RedNano is a deep-learning method that utilizes both raw signals and basecalling errors to detect m6A from Nanopore DRS reads.
Download RedNano from the github repository
git clone https://github.com/Derryxu/RedNano.git
Install conda environment
conda env create -f RedNano.yml
Following list shows the main environmental dependencies, please make sure the dependences are installed.
soft or module | version |
---|---|
Python | 3.7 |
Pytorch | 1.10.0 |
CUDA Version | 11.1 |
ont-fast5-api | 4.0.2 |
ont-tombo | 1.5.1 |
minimap2 | 2.17 |
samtools | 1.7 |
h5py | 3.4.0 |
statsmodels | 0.13.1 |
tqdm | 4.62.3 |
scikit-learn | 0.19.2 |
Other necessary tools used:
Check demo to get some demo data:
- fast5: fast5 files.
- cc.fasta: reference transcriptome.
- cc.bed: reference transcriptome length file with a header.
All the demo data are downloaded from the Liu et al.-Nat Comm-2019 paper.
This section highlights the main functionalities of RedNano and the commands to run them.
-
Converts multi read FAST5 file(s) into single read FAST5 files if necessary.
When the downloaded Fast5 file(s) of raw nanopore sequencing reads contains multiple reads-id, use ont_fast5_api to split the multiple read Fast5 file(s) into single read Fast5 files.
multi_to_single_fast5 -i /path/to/fast5/ -s /path/to/fast5_single --recursive -t 30
- Basecalling using guppy (v3.1.5)
guppy_basecaller -i /path/to/fast5/ -r -s /path/to/fast5_guppy --fast5_out -c rna_r9.4.1_70bps_hac.cfg --gpu_runners_per_device 2 --chunks_per_runner 2500 --device CUDA:0
# Merge all fastq files into one file, use poretools or nanopolish to extract the fastq files from fast5 files first if necessary
cat /path/to/fast5_guppy/*.fastq > test.fastq
-
resquiggle raw signals
The tombo (v1.5.1) resquiggle referance.transcript.fa should not be genome file, it should be the referance gene fasta file.

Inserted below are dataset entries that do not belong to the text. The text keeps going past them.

//! Jurisdiction hierarchy entity and its store.

pub mod model;
pub mod store;

pub use model::{JurisdictionScope, NO_POSITION_RANK, SUPER_AUTHORITY_RANK};
pub use store::{JurisdictionHierarchy, Reachability};
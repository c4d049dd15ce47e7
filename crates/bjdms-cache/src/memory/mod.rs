//! In-memory session store.

pub mod store;

pub use store::MemoryCacheProvider;
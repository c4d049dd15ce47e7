//! Request DTOs.

use serde::Deserialize;
use validator::Validate;

/// `POST /auth/login`
#[derive(Debug, Clone, Deserialize, Validate)]
pub struct LoginRequest {
    /// E.164 phone number.
    #[validate(length(min = 1, message = "Phone is required"))]
    pub phone: String,
    /// Plaintext password.
    #[validate(length(min = 1, message = "Password is required"))]
    pub password: String,
}

/// `POST /auth/refresh`
#[derive(Debug, Clone, Deserialize, Validate)]
pub struct RefreshRequest {
    #[validate(length(min = 1, message = "Refresh token is required"))]
    pub refresh_token: String,
}

/// Query string of jurisdiction-scoped routes.
#[derive(Debug, Clone, Default, Deserialize)]
pub struct JurisdictionQuery {
    pub jurisdiction_id: Option<String>,
}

tombo resquiggle --overwrite /path/to/fast5_guppy/workspace/ --basecall-group Basecall_1D_001 referance.transcript.fa --fit-global-scale --include-event-stdev --corrected-group RawGenomeCorrected_001 --processes 30
-
Map reads to reference transcriptome
Map the nanopore reads to reference transcriptome using minimap2 (v2.17-r941)
Convert the output BAM format files to TSV format files using samtools (v1.7) and sam2tsv (of jvarkit)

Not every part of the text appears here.